30 years ago Gambero Rosso published the Slow Food Manifesto. Here is the complete copy

Nov 6 2017, 10:30 | by Antonella De Santis

After30 years from its first publication on the pages of Gambero Rosso, here is once again the Slow Food Manifesto. 

The date was November 3rd, 1987 when Il Gambero Rosso – at the time an insert of the Il Manifesto newspaper – published another Manifesto, the one issued by Slow Food. Signatures on the document belonged to Dario Fo and Francesco Guccini, Sergio Staino and Valentino Parlato plus a group of thinkers capable of widespread and forward approach such as Folco Portinari, Gina Lagorio, Enrico Menduni and others in addition to, obviously, Carlo Petrini and Stefano Bonilli. These were the people who put together such a diverse think tank. One unrivalled and soon destined to influence politics and culture.

Reading this manifesto, this collation of utopian intentions, this list of NOs to the ‘80s world – a world whose supreme value was velocity countered in the document by the importance of slowing down – would suggest an abstract program founded on ideals more than on solid ideas.

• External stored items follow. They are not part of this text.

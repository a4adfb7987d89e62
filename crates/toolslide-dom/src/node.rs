//! Node storage

use serde::{Deserialize, Serialize};
use std::collections::BTreeMap;

/// Handle to a node owned by a [`crate::Document`].
///
/// Handles are plain indices; they stay valid for the lifetime of the
/// document because nodes are never freed.
#[derive(Debug, Clone, Copy, PartialEq, Eq, Hash, PartialOrd, Ord, Serialize, Deserialize)]
pub struct NodeId(pub(crate) usize);

impl std::fmt::Display for NodeId {
    fn fmt(&self, f: &mut std::fmt::Formatter<'_>) -> std::fmt::Result {
        write!(f, "node#{}", self.0)
    }
}

#[derive(Debug, Clone)]
pub(crate) enum NodeKind {
    Element { tag: String },
    Text(String),
}

#[derive(Debug, Clone)]
pub(crate) struct Node {
    pub kind: NodeKind,
    pub parent: Option<NodeId>,
    pub children: Vec<NodeId>,
    pub attributes: BTreeMap<String, String>,
    /// Class list in insertion order, without duplicates
    pub classes: Vec<String>,
    pub style: BTreeMap<String, String>,
    pub client_width: u32,
    pub client_height: u32,
}

impl Node {
    pub fn element(tag: &str) -> Self {
        Self::with_kind(NodeKind::Element {
            tag: tag.to_lowercase(),
        })
    }

    pub fn text(text: &str) -> Self {
        Self::with_kind(NodeKind::Text(text.to_string()))
    }

    fn with_kind(kind: NodeKind) -> Self {
        Self {
            kind,
            parent: None,
            children: Vec::new(),
            attributes: BTreeMap::new(),
            classes: Vec::new(),
            style: BTreeMap::new(),
            client_width: 0,
            client_height: 0,
        }
    }

    pub fn is_element(&self) -> bool {
        matches!(self.kind, NodeKind::Element { .. })
    }

    pub fn tag(&self) -> Option<&str> {
        match &self.kind {
            NodeKind::Element { tag } => Some(tag),
            NodeKind::Text(_) => None,
        }
    }

    /// Content of a text node
    pub fn text_content(&self) -> Option<&str> {
        match &self.kind {
            NodeKind::Text(text) => Some(text),
            NodeKind::Element { .. } => None,
        }
    }

    pub fn has_class(&self, class: &str) -> bool {
        self.classes.iter().any(|c| c == class)
    }

    pub fn add_class(&mut self, class: &str) {
        if !class.is_empty() && !self.has_class(class) {
            self.classes.push(class.to_string());
        }
    }

    pub fn remove_class(&mut self, class: &str) {
        self.classes.retain(|c| c != class);
    }

    /// The `class` attribute is kept in sync with the class list.
    pub fn set_class_attribute(&mut self, value: &str) {
        self.classes.clear();
        for class in value.split_whitespace() {
            self.add_class(class);
        }
    }
}

/// Arena of nodes plus the document body.
#[derive(Debug)]
pub(crate) struct Tree {
    pub nodes: Vec<Node>,
    pub body: NodeId,
}

impl Tree {
    pub fn new() -> Self {
        Self {
            nodes: vec![Node::element("body")],
            body: NodeId(0),
        }
    }

    pub fn insert(&mut self, node: Node) -> NodeId {
        self.nodes.push(node);
        NodeId(self.nodes.len() - 1)
    }

    pub fn get(&self, id: NodeId) -> Option<&Node> {
        self.nodes.get(id.0)
    }

    pub fn get_mut(&mut self, id: NodeId) -> Option<&mut Node> {
        self.nodes.get_mut(id.0)
    }

    /// Element (non-text) children of `id` in document order
    pub fn element_children(&self, id: NodeId) -> Vec<NodeId> {
        self.get(id)
            .map(|node| {
                node.children
                    .iter()
                    .copied()
                    .filter(|child| self.get(*child).is_some_and(Node::is_element))
                    .collect()
            })
            .unwrap_or_default()
    }

    /// Inclusive ancestor check, matching `Node.contains`
    pub fn contains(&self, ancestor: NodeId, node: NodeId) -> bool {
        let mut current = Some(node);
        while let Some(id) = current {
            if id == ancestor {
                return true;
            }
            current = self.get(id).and_then(|n| n.parent);
        }
        false
    }

    /// Descendants of `scope` in document (pre-)order, excluding `scope`
    pub fn descendants(&self, scope: NodeId) -> Vec<NodeId> {
        let mut out = Vec::new();
        let mut stack: Vec<NodeId> = self
            .get(scope)
            .map(|n| n.children.iter().rev().copied().collect())
            .unwrap_or_default();

        while let Some(id) = stack.pop() {
            out.push(id);
            if let Some(node) = self.get(id) {
                stack.extend(node.children.iter().rev().copied());
            }
        }
        out
    }
}

#[cfg(test)]
mod tests {
    use super::*;

    #[test]
    fn test_class_list_has_no_duplicates() {
        let mut node = Node::element("DIV");
        node.add_class("open");
        node.add_class("open");
        node.add_class("");
        assert_eq!(node.classes, vec!["open"]);
        assert_eq!(node.tag(), Some("div"));

        node.set_class_attribute("ts-left  toolslide ts-left");
        assert_eq!(node.classes, vec!["ts-left", "toolslide"]);
    }

    #[test]
    fn test_descendants_are_in_document_order() {
        let mut tree = Tree::new();
        let a = tree.insert(Node::element("div"));
        let b = tree.insert(Node::element("div"));
        let c = tree.insert(Node::element("div"));
        tree.get_mut(tree.body).unwrap().children = vec![a, c];
        tree.get_mut(a).unwrap().children = vec![b];
        tree.get_mut(a).unwrap().parent = Some(tree.body);
        tree.get_mut(b).unwrap().parent = Some(a);
        tree.get_mut(c).unwrap().parent = Some(tree.body);

        assert_eq!(tree.descendants(tree.body), vec![a, b, c]);
        assert!(tree.contains(a, b));
        assert!(tree.contains(b, b));
        assert!(!tree.contains(c, b));
    }
}
//! Panel error types

use thiserror::Error;

#[derive(Error, Debug)]
pub enum PanelError {
    #[error("Content panel at index {index} has no id")]
    MissingId { index: usize },

    #[error("Duplicate content panel id: {0}")]
    DuplicateId(String),
}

The manifesto appeared as something more soul stirring than to bring an actual change in people’s lives. But this was not the case. That manifesto is perhaps the most brilliant example of utopia turned history. A revolution brought forth from a mutual sentiment of equality and desire for change in values and which resulted in a worldwide impact. More than a political movement, more than a cultural current, even more than a spiritual denomination, Slow Food was able to convey energies and knowledge and thus operate a change of planetary resonance: millions of people, farmers, artisans, cooks and entrepreneurs in 160 countries worldwide agreed to undersign the motions launched on November 3, 1987 for food that was good, clean and fair (the slogan came later). It all started with a handful of sentences penned by Folco Portinari such as “Against those – who are the majority – who confuse efficiency with frenzy, we offer a vaccine for an adequate portion of sensual pleasure assured, to be practiced in slow and prolonged enjoyment” or “slow-food is cheerfulness, fast-food is hysteria” written in a visionary and inspired style that at times echoes that of certain artistic manifestos of the early Twentieth century. 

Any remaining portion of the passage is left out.